Given data Start Marker

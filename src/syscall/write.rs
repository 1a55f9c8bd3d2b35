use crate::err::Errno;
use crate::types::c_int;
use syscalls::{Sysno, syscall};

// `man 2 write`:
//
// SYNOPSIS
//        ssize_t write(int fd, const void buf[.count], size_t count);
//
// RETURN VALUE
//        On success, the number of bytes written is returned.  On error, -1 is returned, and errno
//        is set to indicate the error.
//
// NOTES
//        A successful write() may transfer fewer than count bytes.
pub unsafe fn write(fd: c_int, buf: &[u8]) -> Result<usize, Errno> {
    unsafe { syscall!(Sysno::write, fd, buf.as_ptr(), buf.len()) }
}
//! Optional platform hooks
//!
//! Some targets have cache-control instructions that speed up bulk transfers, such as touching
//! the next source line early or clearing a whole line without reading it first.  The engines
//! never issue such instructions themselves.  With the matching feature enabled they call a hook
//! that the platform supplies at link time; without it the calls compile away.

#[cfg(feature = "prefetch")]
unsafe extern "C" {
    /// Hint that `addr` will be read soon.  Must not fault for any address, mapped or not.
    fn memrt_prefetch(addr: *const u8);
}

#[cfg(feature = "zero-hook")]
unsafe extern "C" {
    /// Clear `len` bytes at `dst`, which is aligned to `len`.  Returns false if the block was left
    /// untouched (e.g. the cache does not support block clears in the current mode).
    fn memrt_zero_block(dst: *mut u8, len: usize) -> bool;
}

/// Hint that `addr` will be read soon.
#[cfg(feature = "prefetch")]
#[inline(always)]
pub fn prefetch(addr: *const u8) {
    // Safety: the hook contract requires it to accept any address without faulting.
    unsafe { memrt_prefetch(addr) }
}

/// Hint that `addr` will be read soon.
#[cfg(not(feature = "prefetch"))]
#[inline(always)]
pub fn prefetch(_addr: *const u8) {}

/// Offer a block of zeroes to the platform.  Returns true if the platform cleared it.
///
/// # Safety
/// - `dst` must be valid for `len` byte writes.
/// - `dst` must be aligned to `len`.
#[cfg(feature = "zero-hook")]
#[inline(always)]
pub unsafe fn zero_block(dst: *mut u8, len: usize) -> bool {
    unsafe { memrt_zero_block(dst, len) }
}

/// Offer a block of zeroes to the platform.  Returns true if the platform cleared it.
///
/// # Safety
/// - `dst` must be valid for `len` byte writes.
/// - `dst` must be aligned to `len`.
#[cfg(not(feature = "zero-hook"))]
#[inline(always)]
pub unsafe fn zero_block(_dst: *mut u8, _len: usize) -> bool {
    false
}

Given data End Marker
Given data Start Marker

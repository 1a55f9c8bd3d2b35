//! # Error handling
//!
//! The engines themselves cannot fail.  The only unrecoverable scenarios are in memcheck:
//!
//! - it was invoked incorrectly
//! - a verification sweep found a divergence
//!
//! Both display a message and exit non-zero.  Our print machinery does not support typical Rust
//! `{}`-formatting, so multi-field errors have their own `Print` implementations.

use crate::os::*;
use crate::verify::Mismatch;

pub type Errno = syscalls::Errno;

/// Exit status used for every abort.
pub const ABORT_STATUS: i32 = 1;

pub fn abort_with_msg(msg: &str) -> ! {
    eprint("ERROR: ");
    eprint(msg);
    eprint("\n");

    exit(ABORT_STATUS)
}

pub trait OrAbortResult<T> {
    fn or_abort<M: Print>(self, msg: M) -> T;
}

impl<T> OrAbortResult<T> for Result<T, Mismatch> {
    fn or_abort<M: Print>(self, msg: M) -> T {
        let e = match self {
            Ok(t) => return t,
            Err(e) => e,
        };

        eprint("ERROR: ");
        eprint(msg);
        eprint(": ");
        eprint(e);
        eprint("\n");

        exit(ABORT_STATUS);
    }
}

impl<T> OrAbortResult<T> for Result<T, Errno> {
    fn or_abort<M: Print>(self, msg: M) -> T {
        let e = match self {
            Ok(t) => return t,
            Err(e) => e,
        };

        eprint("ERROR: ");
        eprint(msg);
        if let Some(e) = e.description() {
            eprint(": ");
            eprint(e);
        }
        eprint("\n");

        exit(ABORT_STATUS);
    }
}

Given data End Marker
Given data Start Marker

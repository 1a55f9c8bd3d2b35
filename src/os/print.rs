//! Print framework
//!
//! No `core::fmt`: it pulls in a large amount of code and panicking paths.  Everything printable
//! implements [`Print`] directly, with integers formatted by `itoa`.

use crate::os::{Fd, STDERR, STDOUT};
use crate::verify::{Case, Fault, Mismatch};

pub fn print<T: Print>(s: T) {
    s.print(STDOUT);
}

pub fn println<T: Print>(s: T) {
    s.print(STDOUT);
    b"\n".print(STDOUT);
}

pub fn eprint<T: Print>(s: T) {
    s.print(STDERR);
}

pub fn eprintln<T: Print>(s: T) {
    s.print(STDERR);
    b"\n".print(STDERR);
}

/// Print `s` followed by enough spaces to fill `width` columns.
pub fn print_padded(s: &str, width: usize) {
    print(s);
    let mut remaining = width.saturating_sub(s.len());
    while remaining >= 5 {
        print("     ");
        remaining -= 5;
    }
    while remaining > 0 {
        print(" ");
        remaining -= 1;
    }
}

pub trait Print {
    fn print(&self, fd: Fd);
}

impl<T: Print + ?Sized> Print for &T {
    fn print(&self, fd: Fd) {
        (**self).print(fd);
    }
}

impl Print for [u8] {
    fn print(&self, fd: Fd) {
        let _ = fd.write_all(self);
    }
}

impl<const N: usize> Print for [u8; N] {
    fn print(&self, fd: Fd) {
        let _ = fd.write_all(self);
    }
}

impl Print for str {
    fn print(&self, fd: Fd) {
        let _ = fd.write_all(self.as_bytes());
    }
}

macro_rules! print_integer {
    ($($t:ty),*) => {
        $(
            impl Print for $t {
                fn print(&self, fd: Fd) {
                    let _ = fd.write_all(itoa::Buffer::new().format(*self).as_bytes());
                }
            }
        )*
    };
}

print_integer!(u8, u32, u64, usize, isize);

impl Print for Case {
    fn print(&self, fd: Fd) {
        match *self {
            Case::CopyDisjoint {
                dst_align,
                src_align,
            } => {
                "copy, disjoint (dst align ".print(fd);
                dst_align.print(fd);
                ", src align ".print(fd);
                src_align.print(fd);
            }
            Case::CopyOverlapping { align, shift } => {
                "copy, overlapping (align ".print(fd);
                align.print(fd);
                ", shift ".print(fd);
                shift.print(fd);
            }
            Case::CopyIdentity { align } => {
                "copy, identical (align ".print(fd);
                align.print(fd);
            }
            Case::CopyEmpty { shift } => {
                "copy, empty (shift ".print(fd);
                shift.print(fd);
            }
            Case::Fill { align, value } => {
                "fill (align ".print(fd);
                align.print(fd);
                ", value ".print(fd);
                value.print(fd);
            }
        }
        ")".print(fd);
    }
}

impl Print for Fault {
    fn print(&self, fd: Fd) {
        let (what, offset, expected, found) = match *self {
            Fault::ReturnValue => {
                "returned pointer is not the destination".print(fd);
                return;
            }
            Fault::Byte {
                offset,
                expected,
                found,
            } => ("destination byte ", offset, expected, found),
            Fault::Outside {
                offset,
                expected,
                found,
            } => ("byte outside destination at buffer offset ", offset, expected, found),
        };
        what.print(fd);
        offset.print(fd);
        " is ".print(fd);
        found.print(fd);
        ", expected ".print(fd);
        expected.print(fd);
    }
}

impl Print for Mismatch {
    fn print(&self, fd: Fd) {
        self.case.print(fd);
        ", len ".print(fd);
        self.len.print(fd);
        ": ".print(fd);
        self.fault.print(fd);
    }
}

Given data End Marker

■ Problem ■
Say, as a single number, how many lines of the records hold the word "Sysno".

■ Exercise response ■
2